▶ Working data
▬▬▬

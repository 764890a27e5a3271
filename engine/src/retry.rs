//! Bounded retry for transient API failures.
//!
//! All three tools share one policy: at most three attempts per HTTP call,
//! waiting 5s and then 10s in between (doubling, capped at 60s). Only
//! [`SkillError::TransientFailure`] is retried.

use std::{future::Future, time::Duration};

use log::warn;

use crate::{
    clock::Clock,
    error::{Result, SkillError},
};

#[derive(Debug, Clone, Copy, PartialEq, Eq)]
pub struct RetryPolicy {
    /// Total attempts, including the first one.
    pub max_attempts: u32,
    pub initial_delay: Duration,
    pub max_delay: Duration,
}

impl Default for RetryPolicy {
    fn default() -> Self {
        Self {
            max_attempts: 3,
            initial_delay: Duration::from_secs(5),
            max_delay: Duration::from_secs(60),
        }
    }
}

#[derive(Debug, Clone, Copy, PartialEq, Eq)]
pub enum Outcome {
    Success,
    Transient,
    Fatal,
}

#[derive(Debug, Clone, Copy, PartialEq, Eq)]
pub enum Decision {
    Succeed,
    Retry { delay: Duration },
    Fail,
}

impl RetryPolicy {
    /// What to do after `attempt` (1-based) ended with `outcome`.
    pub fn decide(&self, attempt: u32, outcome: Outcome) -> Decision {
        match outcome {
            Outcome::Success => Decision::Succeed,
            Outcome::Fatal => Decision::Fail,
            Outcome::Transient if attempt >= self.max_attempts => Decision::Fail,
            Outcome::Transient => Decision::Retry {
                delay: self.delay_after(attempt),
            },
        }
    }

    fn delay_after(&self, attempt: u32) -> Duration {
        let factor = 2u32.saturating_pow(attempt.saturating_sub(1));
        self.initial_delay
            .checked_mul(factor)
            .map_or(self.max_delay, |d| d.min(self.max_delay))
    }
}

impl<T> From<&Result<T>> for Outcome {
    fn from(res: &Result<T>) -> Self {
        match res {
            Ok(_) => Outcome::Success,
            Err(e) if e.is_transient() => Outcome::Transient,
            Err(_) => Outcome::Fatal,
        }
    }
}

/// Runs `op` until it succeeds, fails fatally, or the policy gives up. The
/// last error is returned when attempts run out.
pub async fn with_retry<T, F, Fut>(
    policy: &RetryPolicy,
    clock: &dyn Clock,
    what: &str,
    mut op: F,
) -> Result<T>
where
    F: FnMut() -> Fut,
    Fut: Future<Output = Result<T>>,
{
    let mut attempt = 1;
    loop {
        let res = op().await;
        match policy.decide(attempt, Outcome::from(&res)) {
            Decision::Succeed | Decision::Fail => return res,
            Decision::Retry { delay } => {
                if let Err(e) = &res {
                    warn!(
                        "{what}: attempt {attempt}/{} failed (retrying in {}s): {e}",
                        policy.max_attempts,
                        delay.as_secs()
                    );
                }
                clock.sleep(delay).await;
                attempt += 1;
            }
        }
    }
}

▬▬▬

All the entries are to be set down exactly as they appear.

repository 764890a27e5a3271
filename engine/src/retry.rs
//! Bounded retry for transient API failures.
//!
//! All three tools share one policy: at most three attempts per HTTP call,
//! waiting 5s and then 10s in between (doubling, capped at 60s). Only
//! [`SkillError::TransientFailure`] is retried.

use std::{future::Future, time::Duration};

use log::warn;

use crate::{
    clock::Clock,
    error::{Result, SkillError},
};

#[derive(Debug, Clone, Copy, PartialEq, Eq)]
pub struct RetryPolicy {
    /// Total attempts, including the first one.
    pub max_attempts: u32,
    pub initial_delay: Duration,
    pub max_delay: Duration,
}

impl Default for RetryPolicy {
    fn default() -> Self {
        Self {
            max_attempts: 3,
            initial_delay: Duration::from_secs(5),
            max_delay: Duration::from_secs(60),
        }
    }
}

#[derive(Debug, Clone, Copy, PartialEq, Eq)]
pub enum Outcome {
    Success,
    Transient,
    Fatal,
}

#[derive(Debug, Clone, Copy, PartialEq, Eq)]
pub enum Decision {
    Succeed,
    Retry { delay: Duration },
    Fail,
}

impl RetryPolicy {
    /// What to do after `attempt` (1-based) ended with `outcome`.
    pub fn decide(&self, attempt: u32, outcome: Outcome) -> Decision {
        match outcome {
            Outcome::Success => Decision::Succeed,
            Outcome::Fatal => Decision::Fail,
            Outcome::Transient if attempt >= self.max_attempts => Decision::Fail,
            Outcome::Transient => Decision::Retry {
                delay: self.delay_after(attempt),
            },
        }
    }

    fn delay_after(&self, attempt: u32) -> Duration {
        let factor = 2u32.saturating_pow(attempt.saturating_sub(1));
        self.initial_delay
            .checked_mul(factor)
            .map_or(self.max_delay, |d| d.min(self.max_delay))
    }
}

impl<T> From<&Result<T>> for Outcome {
    fn from(res: &Result<T>) -> Self {
        match res {
            Ok(_) => Outcome::Success,
            Err(e) if e.is_transient() => Outcome::Transient,
            Err(_) => Outcome::Fatal,
        }
    }
}

/// Runs `op` until it succeeds, fails fatally, or the policy gives up. The
/// last error is returned when attempts run out.
pub async fn with_retry<T, F, Fut>(
    policy: &RetryPolicy,
    clock: &dyn Clock,
    what: &str,
    mut op: F,
) -> Result<T>
where
    F: FnMut() -> Fut,
    Fut: Future<Output = Result<T>>,
{
    let mut attempt = 1;
    loop {
        let res = op().await;
        match policy.decide(attempt, Outcome::from(&res)) {
            Decision::Succeed | Decision::Fail => return res,
            Decision::Retry { delay } => {
                if let Err(e) = &res {
                    warn!(
                        "{what}: attempt {attempt}/{} failed (retrying in {}s): {e}",
                        policy.max_attempts,
                        delay.as_secs()
                    );
                }
                clock.sleep(delay).await;
                attempt += 1;
            }
        }
    }
}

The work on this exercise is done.